L’usage du nom « L’Ami du Chambertin » a été accordé à la famille Gaugry (et non pas à la fromagerie !) par Jean Trapet, père de Jean-Louis et président de l’AOC Chambertin à l’époque. Le Gevrey-Chambertin est complexe, subtil. Il offre un nez plutôt « confit ». « C’est un vin à la rondeur carrée ! », plaisante Jean-Louis Trapet. Ample, il est prometteur pour une association avec le bien-nommé Ami du Chambertin. Et en effet, le vin « booste » le fromage sans s’effacer : il dégraisse le fromage et souligne ses arômes. Le sel ressort, et pour le vin, c’est un arôme de pruneau qui se dégage par le biais de cet accord.
Jean-Louis Trapet
« Il n’y a pas de grand vin sans grand raisin, l’idée directrice est que le vigneron doit s’effacer », assène Jean-Louis Trapet, dont le discours n’est pas sans rappeler celui d’Emmanuel Giboulot (« On est très copains »). Ses vins sont parfaitement centrés et surprennent par un grand équilibre « entre l’énergie et le fruit ». Généreux, accessible, le vigneron a fait sa première vinification en 1990, avant de plonger dans la biodynamie cinq ans plus tard. « Au départ, c’était simplement pour ne pas empoisonner, avec tous ces produits de synthèse, mon équipe qui passe son temps le nez dans les vignes. Et puis j’ai découvert une vérité fascinante. Pour moi, le vin doit être le reflet du lieu et du temps (météorologique), un lien entre ciel et terre. Quel que soit le vigneron, à mon avis, sur la même parcelle et avec la même matière première, la « patte » du vigneron va s’exprimer au départ, sur les vins jeunes.
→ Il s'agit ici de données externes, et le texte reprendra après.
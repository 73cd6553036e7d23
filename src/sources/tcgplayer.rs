//! TCGPlayer retail price integration.
//!
//! Scrapes the product search page for price figures. Markup changes
//! regularly, so extraction is best-effort and works on the page's
//! visible text rather than specific elements:
//!
//! 1. labeled fields ("Market Price: $45.99", "low_price": 40.00, ...)
//! 2. failing that, the first few `$`-prefixed amounts on the page
//!
//! Search URL: `https://www.tcgplayer.com/search/pokemon/product?q=...`
//! Auth: none. A desktop browser User-Agent avoids trivial blocking.

use anyhow::{Context, Result};
use async_trait::async_trait;
use regex::Regex;
use reqwest::Client;
use rust_decimal::Decimal;
use std::str::FromStr;
use std::sync::LazyLock;
use std::time::Duration;
use tracing::{debug, info, warn};

use super::PriceSource;
use crate::types::{
    mean, round_price, PriceFields, PriceQuery, SourceDetails, SourceOutcome, SourceSummary,
};

// ---------------------------------------------------------------------------
// Configuration
// ---------------------------------------------------------------------------

pub const DEFAULT_BASE_URL: &str = "https://www.tcgplayer.com";

pub const DEFAULT_USER_AGENT: &str = "Mozilla/5.0 (Windows NT 10.0; Win64; x64) \
    AppleWebKit/537.36 (KHTML, like Gecko) Chrome/91.0.4472.124 Safari/537.36";

const SEARCH_PATH: &str = "/search/pokemon/product";
const SOURCE_NAME: &str = "TCGPlayer";
const CURRENCY: &str = "USD";

/// Amounts sampled by the unlabeled fallback scan.
const FALLBACK_TOKEN_LIMIT: usize = 5;

// ---------------------------------------------------------------------------
// Patterns
// ---------------------------------------------------------------------------

static SCRIPT_OR_STYLE: LazyLock<Regex> = LazyLock::new(|| {
    Regex::new(r"(?is)<script\b.*?</script\s*>|<style\b.*?</style\s*>|<!--.*?-->")
        .expect("valid regex")
});

static TAG: LazyLock<Regex> =
    LazyLock::new(|| Regex::new(r"(?s)<[^>]*>").expect("valid regex"));

/// `label` + optional separator + `price`, then quote/space/colon/`>` and
/// an optional dollar sign before the amount.
fn labeled(label: &str) -> Regex {
    Regex::new(&format!(
        r#"(?i)\b{label}[_\s-]?price["\s:>]+\$?\s*(\d[\d,]*(?:\.\d+)?)"#
    ))
    .expect("valid regex")
}

static MARKET_PRICE: LazyLock<Regex> = LazyLock::new(|| labeled("market"));
static LOW_PRICE: LazyLock<Regex> = LazyLock::new(|| labeled("low"));
static MID_PRICE: LazyLock<Regex> = LazyLock::new(|| labeled("mid"));
static HIGH_PRICE: LazyLock<Regex> = LazyLock::new(|| labeled("high"));

static DOLLAR_AMOUNT: LazyLock<Regex> =
    LazyLock::new(|| Regex::new(r"\$\s?(\d[\d,]*(?:\.\d+)?)").expect("valid regex"));

// ---------------------------------------------------------------------------
// Extraction
// ---------------------------------------------------------------------------

/// Text a browser would render: scripts, styles, comments and tags
/// removed, common entities decoded.
fn visible_text(html: &str) -> String {
    let without_code = SCRIPT_OR_STYLE.replace_all(html, " ");
    let text = TAG.replace_all(&without_code, " ");
    text.replace("&nbsp;", " ")
        .replace("&#36;", "$")
        .replace("&dollar;", "$")
        .replace("&quot;", "\"")
        .replace("&#39;", "'")
        .replace("&gt;", ">")
        .replace("&lt;", "<")
        .replace("&amp;", "&")
}

/// "1,234.50" → 1234.50
fn parse_amount(raw: &str) -> Option<Decimal> {
    Decimal::from_str(&raw.replace(',', "")).ok()
}

fn first_amount(pattern: &Regex, text: &str) -> Option<Decimal> {
    pattern
        .captures(text)
        .and_then(|caps| caps.get(1))
        .and_then(|m| parse_amount(m.as_str()))
}

/// Strategy 1: labeled market/low/mid/high fields.
fn labeled_fields(text: &str) -> PriceFields {
    PriceFields {
        market_price: first_amount(&MARKET_PRICE, text),
        low_price: first_amount(&LOW_PRICE, text),
        mid_price: first_amount(&MID_PRICE, text),
        high_price: first_amount(&HIGH_PRICE, text),
    }
}

/// Strategy 2: the first few dollar amounts anywhere on the page.
fn currency_tokens(text: &str, limit: usize) -> Vec<Decimal> {
    DOLLAR_AMOUNT
        .captures_iter(text)
        .filter_map(|caps| caps.get(1).and_then(|m| parse_amount(m.as_str())))
        .take(limit)
        .collect()
}

/// Pull price figures out of a search/product page.
///
/// Returns `None` when neither strategy finds a single amount.
pub fn extract_prices(html: &str) -> Option<PriceFields> {
    let text = visible_text(html);

    let fields = labeled_fields(&text);
    if !fields.is_empty() {
        return Some(fields);
    }

    let tokens = currency_tokens(&text, FALLBACK_TOKEN_LIMIT);
    debug!(tokens = tokens.len(), "No labeled prices, using dollar amounts");

    let market = mean(&tokens)?;
    Some(PriceFields {
        market_price: Some(round_price(market)),
        low_price: tokens.iter().min().copied(),
        mid_price: None,
        high_price: tokens.iter().max().copied(),
    })
}

// ---------------------------------------------------------------------------
// Client
// ---------------------------------------------------------------------------

/// TCGPlayer search page scraper.
pub struct TcgPlayerClient {
    http: Client,
    base_url: String,
}

impl TcgPlayerClient {
    pub fn new(base_url: String, user_agent: &str, timeout: Duration) -> Result<Self> {
        let http = Client::builder()
            .timeout(timeout)
            .user_agent(user_agent)
            .build()
            .context("Failed to build HTTP client for TCGPlayer")?;

        Ok(Self {
            http,
            base_url: base_url.trim_end_matches('/').to_string(),
        })
    }

    fn search_url(&self, query: &PriceQuery) -> String {
        format!(
            "{}{SEARCH_PATH}?q={}&language={}",
            self.base_url,
            urlencoding::encode(query.card_name()),
            urlencoding::encode(query.language()),
        )
    }

    /// Fetch the search page and extract whatever prices it shows.
    pub async fn search_card(&self, query: &PriceQuery) -> Result<Option<PriceFields>> {
        let url = self.search_url(query);
        debug!(url = %url, "Fetching TCGPlayer search page");

        let resp = self
            .http
            .get(&url)
            .send()
            .await
            .context("TCGPlayer request failed")?;

        if !resp.status().is_success() {
            let status = resp.status();
            anyhow::bail!("TCGPlayer error: {status}");
        }

        let html = resp
            .text()
            .await
            .context("Failed to read TCGPlayer response body")?;

        Ok(extract_prices(&html))
    }

    /// Reduce scraped fields to one representative price.
    pub fn summarize(fields: PriceFields) -> Option<SourceSummary> {
        let average = round_price(fields.representative()?);

        Some(SourceSummary {
            source: SOURCE_NAME.to_string(),
            average_price: average,
            currency: CURRENCY.to_string(),
            sample_size: None,
            details: Some(SourceDetails::PriceFields(fields)),
        })
    }
}

// ---------------------------------------------------------------------------
// PriceSource trait implementation
// ---------------------------------------------------------------------------

#[async_trait]
impl PriceSource for TcgPlayerClient {
    fn name(&self) -> &'static str {
        SOURCE_NAME
    }

    async fn fetch_summary(&self, query: &PriceQuery) -> SourceOutcome {
        match self.search_card(query).await {
            Ok(Some(fields)) => {
                let outcome = SourceOutcome::from(Self::summarize(fields));
                if let SourceOutcome::Found(summary) = &outcome {
                    info!(source = SOURCE_NAME, average = %summary.average_price, "Retail price found");
                }
                outcome
            }
            Ok(None) => {
                info!(source = SOURCE_NAME, card = %query.card_name(), "No prices on page");
                SourceOutcome::NotFound
            }
            Err(e) => {
                warn!(source = SOURCE_NAME, error = %format!("{e:#}"), "TCGPlayer lookup failed, treating as no results");
                SourceOutcome::NotFound
            }
        }
    }
}

// ---------------------------------------------------------------------------
// Tests
// ---------------------------------------------------------------------------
Mais au bout de 10, 15 ou 20 ans, si le vigneron a eu la même conscience du lieu, le vin aura le même tronc commun. » Mariée à une alsacienne dont les vins révèlent un grand talent là aussi, Jean-Louis connaît Olivier Gaugry depuis l’enfance : « Nous avons deux mois d’écart. A 10 ans, Olivier était mon chef scout ! »
Olivier Gaugry
Détendu, posé, souriant, Olivier Gaugry n’en dirige pas moins l’entreprise familiale, avec son frère Sylvain, en faisant preuve d’une grande assurance. Il a initié une « révolution » voilà six ans, en 2004, en déménageant l’atelier de seulement 500 mètres, mais en gagnant ainsi un accès idéal à la RN 74, sur l’axe Dijon-Beaune, en pleine route des vins (plus de 20 000 véhicules par jour) et en multipliant par cinq sa surface de travail potentielle (5000 m2). Fondée par ses grands-parents après-guerre, la fromagerie Gaugry est l’un des quatre producteurs d’époisses, et la principale laiterie à travailler encore le lait cru. La gamme compte bien d’autres richesses, parmi lesquelles l’Ami du Chambertin, une invention maison, ou le soumaintrain. Olivier est particulièrement attaché à ces deux-là : « L’Ami a été créé en 1950 par mon grand-père, et j’ai relancé le soumaintrain en 1990 : il ne restait plus qu’une poignée de fabricants fermiers en Bourgogne à l’époque. Sa délicatesse me plaît beaucoup ». Dotée d’une belle galerie de visite, la fromagerie Gaugry accueille de nombreux touristes : ce sont Olivier et certains de ses collaborateurs, volontaires, qui leur présentent leur métier, avec un enthousiasme toujours intact.